» Given information:
↓↓↓
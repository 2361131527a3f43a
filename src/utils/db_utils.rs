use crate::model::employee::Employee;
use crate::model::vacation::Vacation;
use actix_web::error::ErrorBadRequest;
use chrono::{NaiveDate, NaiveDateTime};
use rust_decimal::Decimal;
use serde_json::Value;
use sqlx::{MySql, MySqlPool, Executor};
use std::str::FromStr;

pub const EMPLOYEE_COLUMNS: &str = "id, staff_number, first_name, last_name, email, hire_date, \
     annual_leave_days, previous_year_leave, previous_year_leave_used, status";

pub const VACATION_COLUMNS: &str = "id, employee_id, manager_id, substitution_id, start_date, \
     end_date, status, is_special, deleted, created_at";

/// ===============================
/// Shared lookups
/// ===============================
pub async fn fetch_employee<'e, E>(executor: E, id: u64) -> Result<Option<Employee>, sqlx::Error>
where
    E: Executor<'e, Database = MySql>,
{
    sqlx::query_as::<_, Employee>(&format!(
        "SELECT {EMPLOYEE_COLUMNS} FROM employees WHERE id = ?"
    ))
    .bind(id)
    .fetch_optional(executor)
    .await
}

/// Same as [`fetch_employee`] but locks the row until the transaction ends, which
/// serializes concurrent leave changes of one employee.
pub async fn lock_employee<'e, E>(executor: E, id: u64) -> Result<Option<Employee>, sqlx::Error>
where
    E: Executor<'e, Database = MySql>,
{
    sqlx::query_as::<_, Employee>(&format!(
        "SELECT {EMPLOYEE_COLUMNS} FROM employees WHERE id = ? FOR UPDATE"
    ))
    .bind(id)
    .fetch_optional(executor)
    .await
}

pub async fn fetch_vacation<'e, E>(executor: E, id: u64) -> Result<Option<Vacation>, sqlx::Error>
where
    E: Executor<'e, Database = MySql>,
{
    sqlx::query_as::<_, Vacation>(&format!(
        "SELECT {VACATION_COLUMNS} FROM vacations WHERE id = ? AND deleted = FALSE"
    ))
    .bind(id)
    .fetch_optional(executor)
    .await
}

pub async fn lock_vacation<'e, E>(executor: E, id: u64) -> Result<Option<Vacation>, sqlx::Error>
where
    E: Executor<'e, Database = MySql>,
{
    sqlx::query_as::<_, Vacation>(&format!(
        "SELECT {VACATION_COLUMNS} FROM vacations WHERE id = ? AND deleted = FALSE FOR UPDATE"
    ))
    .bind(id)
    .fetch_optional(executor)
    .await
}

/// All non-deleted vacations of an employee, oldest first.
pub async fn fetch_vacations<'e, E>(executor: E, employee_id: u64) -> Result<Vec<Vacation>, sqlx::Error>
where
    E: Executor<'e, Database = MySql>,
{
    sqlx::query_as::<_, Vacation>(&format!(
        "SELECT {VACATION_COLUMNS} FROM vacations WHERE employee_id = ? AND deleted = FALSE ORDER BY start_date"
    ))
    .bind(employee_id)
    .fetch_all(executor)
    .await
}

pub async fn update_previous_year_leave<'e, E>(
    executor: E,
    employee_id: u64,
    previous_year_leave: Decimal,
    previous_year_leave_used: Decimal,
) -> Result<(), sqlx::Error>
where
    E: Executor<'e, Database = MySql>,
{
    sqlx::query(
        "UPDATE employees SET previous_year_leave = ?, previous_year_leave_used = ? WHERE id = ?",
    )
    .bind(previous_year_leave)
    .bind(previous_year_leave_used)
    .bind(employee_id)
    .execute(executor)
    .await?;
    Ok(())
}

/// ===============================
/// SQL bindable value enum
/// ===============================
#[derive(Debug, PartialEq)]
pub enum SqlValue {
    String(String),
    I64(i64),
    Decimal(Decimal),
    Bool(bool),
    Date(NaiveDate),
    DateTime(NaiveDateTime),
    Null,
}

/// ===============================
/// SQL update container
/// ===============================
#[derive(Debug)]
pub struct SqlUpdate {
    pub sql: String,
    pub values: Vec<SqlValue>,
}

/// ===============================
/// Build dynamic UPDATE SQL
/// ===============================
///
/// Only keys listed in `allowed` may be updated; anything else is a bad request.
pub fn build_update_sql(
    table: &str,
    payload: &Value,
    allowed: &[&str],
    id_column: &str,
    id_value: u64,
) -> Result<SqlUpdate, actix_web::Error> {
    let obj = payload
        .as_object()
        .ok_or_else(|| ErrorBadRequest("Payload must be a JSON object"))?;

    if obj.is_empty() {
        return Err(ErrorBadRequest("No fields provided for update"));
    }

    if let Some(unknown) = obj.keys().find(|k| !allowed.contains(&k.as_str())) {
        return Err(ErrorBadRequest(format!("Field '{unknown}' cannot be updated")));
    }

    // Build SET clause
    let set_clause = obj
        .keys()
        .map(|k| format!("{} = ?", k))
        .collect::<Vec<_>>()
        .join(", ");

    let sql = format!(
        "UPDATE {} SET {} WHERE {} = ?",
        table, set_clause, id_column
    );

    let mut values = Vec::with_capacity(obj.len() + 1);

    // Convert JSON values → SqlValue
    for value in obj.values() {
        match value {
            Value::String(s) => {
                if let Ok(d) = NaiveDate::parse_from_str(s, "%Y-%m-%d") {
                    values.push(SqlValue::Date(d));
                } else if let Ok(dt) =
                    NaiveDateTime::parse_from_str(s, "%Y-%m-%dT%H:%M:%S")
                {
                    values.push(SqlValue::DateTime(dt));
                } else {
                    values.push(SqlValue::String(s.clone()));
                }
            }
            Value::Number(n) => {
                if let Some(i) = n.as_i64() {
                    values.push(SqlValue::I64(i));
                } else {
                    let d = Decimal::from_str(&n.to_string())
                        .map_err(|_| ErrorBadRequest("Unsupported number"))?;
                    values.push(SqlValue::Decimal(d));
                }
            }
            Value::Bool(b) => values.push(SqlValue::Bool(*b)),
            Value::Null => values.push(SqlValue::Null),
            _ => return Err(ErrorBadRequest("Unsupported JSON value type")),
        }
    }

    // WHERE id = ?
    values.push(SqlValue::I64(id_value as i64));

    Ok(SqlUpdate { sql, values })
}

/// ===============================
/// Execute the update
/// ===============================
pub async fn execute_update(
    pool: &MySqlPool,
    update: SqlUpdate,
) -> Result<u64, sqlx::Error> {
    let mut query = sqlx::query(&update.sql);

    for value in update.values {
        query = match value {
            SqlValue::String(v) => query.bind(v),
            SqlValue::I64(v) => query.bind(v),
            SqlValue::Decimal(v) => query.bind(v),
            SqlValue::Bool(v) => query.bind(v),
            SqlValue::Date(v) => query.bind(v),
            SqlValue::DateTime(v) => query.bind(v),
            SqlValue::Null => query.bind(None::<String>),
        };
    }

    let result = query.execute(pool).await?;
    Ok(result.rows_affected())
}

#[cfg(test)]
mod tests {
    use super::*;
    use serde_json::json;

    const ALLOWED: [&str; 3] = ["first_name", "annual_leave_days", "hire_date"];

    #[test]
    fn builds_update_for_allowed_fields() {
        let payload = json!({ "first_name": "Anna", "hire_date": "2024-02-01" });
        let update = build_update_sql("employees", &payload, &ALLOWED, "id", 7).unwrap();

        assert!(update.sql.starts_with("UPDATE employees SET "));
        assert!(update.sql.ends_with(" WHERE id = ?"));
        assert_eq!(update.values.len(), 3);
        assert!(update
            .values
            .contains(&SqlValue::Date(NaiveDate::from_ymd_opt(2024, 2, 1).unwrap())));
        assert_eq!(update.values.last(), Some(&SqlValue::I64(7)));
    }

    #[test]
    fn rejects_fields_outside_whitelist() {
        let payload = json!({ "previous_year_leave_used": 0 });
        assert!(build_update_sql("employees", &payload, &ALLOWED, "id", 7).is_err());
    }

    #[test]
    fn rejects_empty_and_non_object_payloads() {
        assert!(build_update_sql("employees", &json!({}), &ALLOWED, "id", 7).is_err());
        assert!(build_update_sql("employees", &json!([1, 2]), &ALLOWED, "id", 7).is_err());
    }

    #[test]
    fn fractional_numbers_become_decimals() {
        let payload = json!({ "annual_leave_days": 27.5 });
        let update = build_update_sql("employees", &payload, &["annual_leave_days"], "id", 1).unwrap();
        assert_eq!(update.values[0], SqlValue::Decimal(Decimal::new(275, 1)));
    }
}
↑↑↑
» To do: Search the data for the string "async" and copy out every line where it is found.

» Answer to the exercise:
pub async fn fetch_employee<'e, E>(executor: E, id: u64) -> Result<Option<Employee>, sqlx::Error>
pub async fn lock_employee<'e, E>(executor: E, id: u64) -> Result<Option<Employee>, sqlx::Error>
pub async fn fetch_vacation<'e, E>(executor: E, id: u64) -> Result<Option<Vacation>, sqlx::Error>
pub async fn lock_vacation<'e, E>(executor: E, id: u64) -> Result<Option<Vacation>, sqlx::Error>
pub async fn fetch_vacations<'e, E>(executor: E, employee_id: u64) -> Result<Vec<Vacation>, sqlx::Error>
pub async fn update_previous_year_leave<'e, E>(
pub async fn execute_update(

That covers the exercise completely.